Extremist Holger G. (C) is brought to his arraingment at the Federal Court of Justice in Karlsruhe, Germany, November 14, 2011.

The latest issue of the Weekly Standard gives everyone the chance to play a game called “What if it happened in America?”

What if in America there was a gang of neo-Nazis who, over the course of 14 years, murdered 10 people, nine of them “foreigners” and one a policewoman? What if the gang had also carried out a nail-bomb attack in an immigrant neighborhood? What if immigrant (in this case, Turkish) households and apartments were attacked with Molotov cocktails and spray-painted with Nazi SS symbols?

What if the authorities had resolutely maintained that the motive for these crimes was mysterious—ignoring the obvious fact that (almost) all of the victims had one thing in common? What if the gang responsible had been known to the police for years? What if, after two members of the gang were cornered and killed themselves after committing a bank robbery, credible allegations emerged that at least one of them may have been an informant for the intelligence services and might be linked with an intelligence officer with well-attested Nazi sympathies?
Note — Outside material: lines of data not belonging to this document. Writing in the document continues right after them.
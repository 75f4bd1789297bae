//! Operator shapes for `operator[name=...]` queries.

use crate::code::node::SourceNode;
use crate::code::php;
use crate::rules::rule::{OptionalParam, Rule};

const LEFT: OptionalParam = OptionalParam::new("left", left_operand);
const RIGHT: OptionalParam = OptionalParam::new("right", right_operand);
const VARIABLE: OptionalParam = OptionalParam::new("variable", assigned_variable);

pub const EQUAL: Rule = Rule::new("equal", "`==` comparison", is_equal, &[LEFT, RIGHT]);
pub const ADDITION: Rule = Rule::new("addition", "`+` addition", is_addition, &[LEFT, RIGHT]);
pub const ASSIGNMENT: Rule = Rule::new(
    "assignment",
    "`=` assignment",
    is_assignment,
    &[VARIABLE],
);

/// All operator rules in registration order.
pub fn operator_rules() -> Vec<Rule> {
    vec![EQUAL, ADDITION, ASSIGNMENT]
}

fn binary_with(node: SourceNode<'_>, operator: &str) -> bool {
    node.kind() == php::BINARY_EXPRESSION
        && node
            .field("operator")
            .is_some_and(|op| op.kind() == operator)
}

fn is_equal(node: SourceNode<'_>) -> bool {
    binary_with(node, "==")
}

fn is_addition(node: SourceNode<'_>) -> bool {
    binary_with(node, "+")
}

fn is_assignment(node: SourceNode<'_>) -> bool {
    node.kind() == php::ASSIGNMENT_EXPRESSION
}

fn left_operand<'t>(node: SourceNode<'t>) -> Option<&'t str> {
    node.field("left").map(|left| left.text())
}

fn right_operand<'t>(node: SourceNode<'t>) -> Option<&'t str> {
    node.field("right").map(|right| right.text())
}

fn assigned_variable<'t>(node: SourceNode<'t>) -> Option<&'t str> {
    node.field("left").and_then(php::variable_identifier)
}

#[cfg(test)]
mod tests {
    use super::*;
    use crate::code::Code;

    fn first_of_kind<'t>(code: &'t Code, kind: &str) -> SourceNode<'t> {
        let mut stack = vec![code.root()];
        while let Some(node) = stack.pop() {
            if node.kind() == kind {
                return node;
            }
            stack.extend(node.named_children().into_iter().rev());
        }
        panic!("no {kind} node in {:?}", code.source());
    }

    #[test]
    fn equal_rule_only_matches_loose_equality() {
        let code = Code::from_source("<?php\n$a == 1;\n$b === 2;\n").unwrap();
        let nodes: Vec<_> = code
            .nodes()
            .into_iter()
            .flat_map(|n| n.named_children())
            .collect();
        let matched: Vec<_> = nodes.iter().filter(|n| EQUAL.matches(**n)).collect();
        assert_eq!(matched.len(), 1);
        assert_eq!(matched[0].text(), "$a == 1");
    }

    #[test]
    fn addition_is_not_assignment() {
        let code = Code::from_source("<?php\n$total = $a + $b;\n").unwrap();
        let assignment = first_of_kind(&code, "assignment_expression");
        let addition = first_of_kind(&code, "binary_expression");

        assert!(ASSIGNMENT.matches(assignment));
        assert!(!ADDITION.matches(assignment));
        assert!(ADDITION.matches(addition));
        assert!(!EQUAL.matches(addition));
    }

    #[test]
    fn optional_params_extract_operands() {
        let code = Code::from_source("<?php\n$total = $a + 10;\n").unwrap();
        let assignment = first_of_kind(&code, "assignment_expression");
        let addition = first_of_kind(&code, "binary_expression");

        let variable = ASSIGNMENT.optional_param("variable").unwrap();
        assert_eq!(variable.value(assignment), Some("total"));
        assert_eq!(EQUAL.optional_param("left").unwrap().value(addition), Some("$a"));
        assert_eq!(ADDITION.optional_param("right").unwrap().value(addition), Some("10"));
        assert!(ADDITION.optional_param("variable").is_none());
    }

    #[test]
    fn allowed_optional_filters() {
        assert_eq!(
            EQUAL.allowed_optional_filter().collect::<Vec<_>>(),
            vec!["left", "right"]
        );
        assert_eq!(
            ASSIGNMENT.allowed_optional_filter().collect::<Vec<_>>(),
            vec!["variable"]
        );
    }
}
If those events had happened in the United States, the European media would have been all over it. They would deploy it to demonstrate the rise of fascism in America, mutter darkly about government conspiracies, and decry religion, conservatives, the corporate media, the CIA, and everything else they don’t like about the U.S. And, of course, The New York Times would have chipped in with yards worth of earnest column inches about the fundamental intolerance of American society in general and Republicans in particular.

That is the story that John Rosenthal tells in the latest issue of the Weekly Standard, except he tells it about Germany, where these events actually happened. But since they happened in Germany, not America, what we get is, well, a good story in the Standard, but apart from that, nothing. No big European media campaign about evil conservatives, no domestic American hand-wringing in the Times.

The lesson to take away from this is not, of course, that Germany is on the verge of fascism. It is that Germany has (to put it concisely) a complicated history when it comes to matters of ethnicity and that a lot of foreign and even domestic media coverage of the U.S. is really nothing more than the projection of the anxieties and concerns of others, and particularly of Europeans, onto us.